RR– O tema da representatividade classista é também recorrente e se repete em muitos outros setores socioeconômicos, não apenas no caso em tela. Acredito que essa pluralidade de “representantes” seja ainda um rescaldo do modelo de desenvolvimento que o Brasil escolheu, muito dependente do governo. Ao longo da História, cansamos de assistir a empresários recorrendo aos organismos federais de arbitragem de preços em busca de suas margens e lucros, sem a menor ligação com o mercado real. E iam sendo criadas instituições de representação deste ou daquele setor à medida que pessoas tinham acesso a este ao àquele organismo ou presidente de organismo, sem considerar o interesse legítimo de todos os representados. Acresce levar em conta o tamanho do nosso país, as diferenças regionais enormes quanto a demandas e problemas, o que realmente dificulta a unidade de representação. Mas isso é agravado por vaidades, disputas por poder, ambições ou interesses menos republicanos de pessoas não qualificadas.

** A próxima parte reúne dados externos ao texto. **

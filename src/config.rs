use std::path::PathBuf;

use clap::Parser;

use crate::constants::*;

/// Per-slider settings, fixed when the slider is built.
#[derive(Debug, Clone, Copy, PartialEq)]
pub struct SliderConfig {
    /// Maximum number of slides visible at once.
    pub capacity: usize,
    /// Duration of every width / gap transition (seconds).
    pub duration: f32,
    /// Interval between automatic forward steps (seconds), if enabled.
    pub autoplay: Option<f32>,
}

impl Default for SliderConfig {
    fn default() -> Self {
        Self {
            capacity: MAX_SLIDES_VISIBLE,
            duration: ANIMATION_SPEED_SLOW,
            autoplay: None,
        }
    }
}

/// Circular image slider: one row of evenly spaced slides per directory.
#[derive(Debug, Parser)]
#[command(name = "rhythm", version, about)]
pub struct Cli {
    /// Image directories, one slider row each
    #[arg(required = true)]
    pub directories: Vec<PathBuf>,

    /// Maximum number of slides visible in a row
    #[arg(short, long, default_value_t = MAX_SLIDES_VISIBLE, value_parser = parse_capacity)]
    pub capacity: usize,

    /// Transition duration in seconds
    #[arg(short, long, default_value_t = ANIMATION_SPEED_SLOW, value_parser = parse_seconds)]
    pub duration: f32,

    /// Height slides are scaled to, in pixels
    #[arg(long, default_value_t = SLIDE_HEIGHT, value_parser = parse_positive)]
    pub slide_height: f32,

    /// Step forward automatically every SECS seconds
    #[arg(short, long, value_name = "SECS", value_parser = parse_positive)]
    pub autoplay: Option<f32>,

    /// Shuffle the slide order of every row
    #[arg(long, default_value_t = false)]
    pub shuffle: bool,

    /// Enable debug logging and the marker overlay
    #[arg(long, default_value_t = false)]
    pub debug: bool,
}

impl Cli {
    pub fn slider_config(&self) -> SliderConfig {
        SliderConfig {
            capacity: self.capacity,
            duration: self.duration,
            autoplay: self.autoplay,
        }
    }
}

fn parse_capacity(s: &str) -> Result<usize, String> {
    let capacity: usize = s.parse().map_err(|e| format!("invalid capacity '{}': {}", s, e))?;
    if capacity == 0 {
        return Err("capacity must be at least 1".to_string());
    }
    Ok(capacity)
}

fn parse_seconds(s: &str) -> Result<f32, String> {
    let value: f32 = s.parse().map_err(|e| format!("invalid number '{}': {}", s, e))?;
    if !value.is_finite() || value < 0.0 {
        return Err(format!("'{}' must be a non-negative number", s));
    }
    Ok(value)
}

fn parse_positive(s: &str) -> Result<f32, String> {
    let value = parse_seconds(s)?;
    if value == 0.0 {
        return Err(format!("'{}' must be greater than zero", s));
    }
    Ok(value)
}
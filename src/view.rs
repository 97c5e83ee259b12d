use raylib::prelude::*;

use crate::constants::*;
use crate::slide::{ContentId, Visibility};
use crate::slider::Slider;
use crate::state::{Direction, StepState};

/// Screen geometry of one slider row: the slide list between a "previous"
/// and a "next" button.
///
/// `list` always has the full slide height so images keep their aspect
/// ratio; on rows shorter than that, `clip` crops them vertically.
#[derive(Debug, Clone, Copy, PartialEq)]
pub struct Container {
    pub bounds: Rectangle,
    pub list: Rectangle,
    pub clip: Rectangle,
    pub prev_button: Rectangle,
    pub next_button: Rectangle,
}

fn contains(rec: &Rectangle, point: Vector2) -> bool {
    point.x >= rec.x && point.x <= rec.x + rec.width && point.y >= rec.y && point.y <= rec.y + rec.height
}

impl Container {
    /// Geometry of row `row` out of `rows` rows stacked over the screen.
    pub fn for_row(row: usize, rows: usize, screen_width: f32, screen_height: f32, slide_height: f32) -> Self {
        let rows = rows.max(1) as f32;
        let row_height = ((screen_height - ROW_PADDING) / rows).max(0.0);

        let bounds = Rectangle::new(
            ROW_PADDING,
            ROW_PADDING + row as f32 * row_height,
            (screen_width - 2.0 * ROW_PADDING).max(0.0),
            (row_height - ROW_PADDING).max(0.0),
        );

        let side = BUTTON_WIDTH + BUTTON_SPACING;
        let list = Rectangle::new(
            bounds.x + side,
            bounds.y + (bounds.height - slide_height) * 0.5,
            (bounds.width - 2.0 * side).max(0.0),
            slide_height,
        );
        let clip_height = slide_height.min(bounds.height);
        let clip = Rectangle::new(
            list.x,
            bounds.y + (bounds.height - clip_height) * 0.5,
            list.width,
            clip_height,
        );

        let prev_button = Rectangle::new(bounds.x, bounds.y, BUTTON_WIDTH, bounds.height);
        let next_button = Rectangle::new(bounds.x + bounds.width - BUTTON_WIDTH, bounds.y, BUTTON_WIDTH, bounds.height);

        Self { bounds, list, clip, prev_button, next_button }
    }

    /// Step requested by a click at `point`, if it hits a button.
    ///
    /// "previous" sends the head slide to the tail, "next" brings the tail
    /// slide back to the head.
    pub fn button_at(&self, point: Vector2) -> Option<Direction> {
        if contains(&self.prev_button, point) {
            Some(Direction::Forward)
        } else if contains(&self.next_button, point) {
            Some(Direction::Backward)
        } else {
            None
        }
    }
}

/// Where one slide lands on screen.
#[derive(Debug, Clone, Copy, PartialEq)]
pub struct SlidePlacement {
    pub content: ContentId,
    pub dest: Rectangle,
    /// Share of the image width currently shown, from its left edge.
    pub shown: f32,
}

/// Lays the slides out left to right from the list's left edge, each one
/// followed by its gap. Collapsed slides are left out.
pub fn place_slides(slider: &Slider, list: Rectangle) -> Vec<SlidePlacement> {
    let mut placements = Vec::new();
    let mut x = list.x;

    for slide in slider.slides() {
        let width = slide.width();
        if width >= 0.5 && slide.intrinsic_width() > 0.0 {
            placements.push(SlidePlacement {
                content: slide.content(),
                dest: Rectangle::new(x, list.y, width, list.height),
                shown: (width / slide.intrinsic_width()).min(1.0),
            });
        }
        x += width + slide.gap();
    }
    placements
}

fn draw_button(d: &mut RaylibDrawHandle, rec: Rectangle, label: &str, hovered: bool) {
    let color = if hovered { Color::GRAY } else { Color::DARKGRAY };
    d.draw_rectangle_rec(rec, color);

    let font_size = 32;
    d.draw_text(
        label,
        (rec.x + rec.width * 0.5) as i32 - font_size / 4,
        (rec.y + rec.height * 0.5) as i32 - font_size / 2,
        font_size,
        Color::WHITE,
    );
}

/// Draws one slider row: its buttons, its slides clipped to the list area
/// and, in debug mode, the slide markers.
pub fn draw_row(
    d: &mut RaylibDrawHandle,
    container: &Container,
    slider: &Slider,
    textures: &[Texture2D],
    mouse: Vector2,
    debug: bool,
) {
    let hovered = container.button_at(mouse);
    draw_button(d, container.prev_button, "<", hovered == Some(Direction::Forward));
    draw_button(d, container.next_button, ">", hovered == Some(Direction::Backward));

    let placements = place_slides(slider, container.list);
    {
        let clip = container.clip;
        let mut s = d.begin_scissor_mode(clip.x as i32, clip.y as i32, clip.width as i32, clip.height as i32);

        for placement in placements.iter() {
            let Some(texture) = textures.get(placement.content.0) else {
                continue;
            };
            let tex_width = texture.width() as f32;
            let tex_height = texture.height() as f32;

            s.draw_texture_pro(
                texture,
                Rectangle::new(0.0, 0.0, tex_width * placement.shown, tex_height),
                placement.dest,
                Vector2::new(0.0, 0.0),
                0.0,
                Color::WHITE,
            );
        }
    }

    if debug {
        draw_markers(d, container, slider);
    }
}

fn draw_markers(d: &mut RaylibDrawHandle, container: &Container, slider: &Slider) {
    let list = container.list;
    let mut x = list.x;

    for slide in slider.slides() {
        let rec = Rectangle::new(x, container.clip.y, slide.width().max(1.0), container.clip.height);
        let color = if slide.markers.skip {
            Some(Color::YELLOW)
        } else if slide.markers.boundary {
            Some(Color::RED)
        } else if slide.markers.laid_out {
            Some(Color::LIME)
        } else {
            None
        };
        if let Some(color) = color {
            d.draw_rectangle_lines_ex(rec, 2.0, color);
        }
        x += slide.width() + slide.gap();
    }

    let state = match slider.state() {
        _ if slider.is_empty() => "empty",
        StepState::Idle => "idle",
        StepState::Collapsing => "collapsing",
    };
    let moving = slider.slides().filter(|s| s.visibility() == Visibility::Transitioning).count();
    let text = format!(
        "{} | {} slides, {} moving | width {:.0} | pending: {:?}",
        state,
        slider.len(),
        moving,
        slider.container_width(),
        slider.pending()
    );
    d.draw_text(&text, container.clip.x as i32, container.bounds.y as i32, 16, Color::WHITE);
}

#[cfg(test)]
mod tests {
    use super::*;
    use crate::config::SliderConfig;

    #[test]
    fn rows_split_the_screen() {
        let top = Container::for_row(0, 2, 1000.0, 416.0, 150.0);
        let bottom = Container::for_row(1, 2, 1000.0, 416.0, 150.0);

        assert_eq!(top.bounds, Rectangle::new(16.0, 16.0, 968.0, 184.0));
        assert_eq!(bottom.bounds.y, 216.0);
        assert_eq!(top.list.width, 968.0 - 2.0 * (BUTTON_WIDTH + BUTTON_SPACING));
        assert_eq!(top.list.height, 150.0);
        assert_eq!(top.list.y, 16.0 + 17.0);
    }

    #[test]
    fn short_rows_crop_instead_of_squashing() {
        let container = Container::for_row(0, 1, 800.0, 100.0, 400.0);
        assert_eq!(container.list.height, 400.0);
        assert_eq!(container.clip.height, container.bounds.height);
        assert_eq!(container.clip.y, container.bounds.y);

        let config = SliderConfig { capacity: 6, duration: 0.0, autoplay: None };
        let slider = Slider::new([(ContentId(0), 300.0)], container.list.width, config);
        let placements = place_slides(&slider, container.list);
        assert_eq!(placements[0].dest.width, 300.0);
        assert_eq!(placements[0].dest.height, 400.0);

        let tall = Container::for_row(0, 1, 800.0, 600.0, 400.0);
        assert_eq!(tall.clip, tall.list);
    }

    #[test]
    fn buttons_map_to_directions() {
        let container = Container::for_row(0, 1, 1000.0, 400.0, 150.0);
        let prev = Vector2::new(container.prev_button.x + 5.0, container.prev_button.y + 5.0);
        let next = Vector2::new(container.next_button.x + 5.0, container.next_button.y + 5.0);
        let middle = Vector2::new(500.0, 200.0);

        assert_eq!(container.button_at(prev), Some(Direction::Forward));
        assert_eq!(container.button_at(next), Some(Direction::Backward));
        assert_eq!(container.button_at(middle), None);
    }

    #[test]
    fn previous_button_sends_head_to_tail() {
        let container = Container::for_row(0, 1, 1000.0, 400.0, 150.0);
        let config = SliderConfig { capacity: 4, duration: 0.0, autoplay: None };
        let mut slider = Slider::new((0..6).map(|i| (ContentId(i), 100.0)), container.list.width, config);

        let click = Vector2::new(container.prev_button.x + 1.0, container.prev_button.y + 1.0);
        let direction = container.button_at(click).unwrap();
        slider.step(direction);
        let order: Vec<usize> = slider.order().iter().map(|c| c.0).collect();
        assert_eq!(order, vec![1, 2, 3, 4, 5, 0]);
    }

    #[test]
    fn placements_follow_widths_and_gaps() {
        let config = SliderConfig { capacity: 6, duration: 0.0, autoplay: None };
        let slider = Slider::new((0..4).map(|i| (ContentId(i), 90.0)), 300.0, config);
        let list = Rectangle::new(10.0, 20.0, 300.0, 100.0);

        let placements = place_slides(&slider, list);
        let xs: Vec<f32> = placements.iter().map(|p| p.dest.x).collect();
        assert_eq!(xs, vec![10.0, 115.0, 220.0]);
        assert!(placements.iter().all(|p| p.shown == 1.0 && p.dest.width == 90.0));
        assert_eq!(placements[2].content, ContentId(2));
    }
}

N – Outro ponto nevrálgico do movimento que deflagrou um caos social inédito na História foi a óbvia facilidade com que punhados de militantes estrategicamente espalhados em vários pontos do território nacional interromperam o tráfego nas rodovias. Não há mais como escapar desse monopólio do modal rodoviário, tornado crucial do governo Juscelino para cá, pela dificuldade de construir ferrovias e hidrovias que aliviem a concentração nas estradas?
RR– Esse é outro assunto debatido há décadas e todo mundo sabe que nosso modal é mais caro e inibidor de nossa competitividade. No agronegócio é exponencial, uma vez que nos últimos 40 anos a atividade rural, que era costeira, foi para o Centro-Oeste e o Norte-Nordeste, mas com ela não foram a infraestrutura e a logística. Não foram feitos investimentos em ferrovias e hidrovias, nem mesmo em armazenagem e portos, reduzindo nossa condição competitiva. Hoje existem vários estudos e projetos sérios que apontam quais obras seriam essenciais e prioritárias. Mas o Estado perdeu capacidade de investir, de modo que tais projetos só poderão sair do papel por meio de parcerias público-privadas. E estas, por sua vez, só se concretizarão se houver confiança no governo, se houver previsibilidade quanto a resultados, se houver segurança jurídica. Em outras palavras, somente com tais condições será possível melhorar nossa infraestrutura, mas mesmo assim vai demorar um tempo precioso.
N – À época em que o senhor ocupou cargos importantes no serviço público, as chamadas redes sociais não tinham essa importância que têm hoje na mobilização social. No entanto, como professor e pesquisador da Fundação Getúlio Vargas (FGV), o senhor se mantém a par dessa nova realidade. Que saída vê para surpresas provocadas por movimentos de protesto na sociedade a cujas informações o Estado não tem acesso com o uso de WhatsApp e outros veículos cibernéticos?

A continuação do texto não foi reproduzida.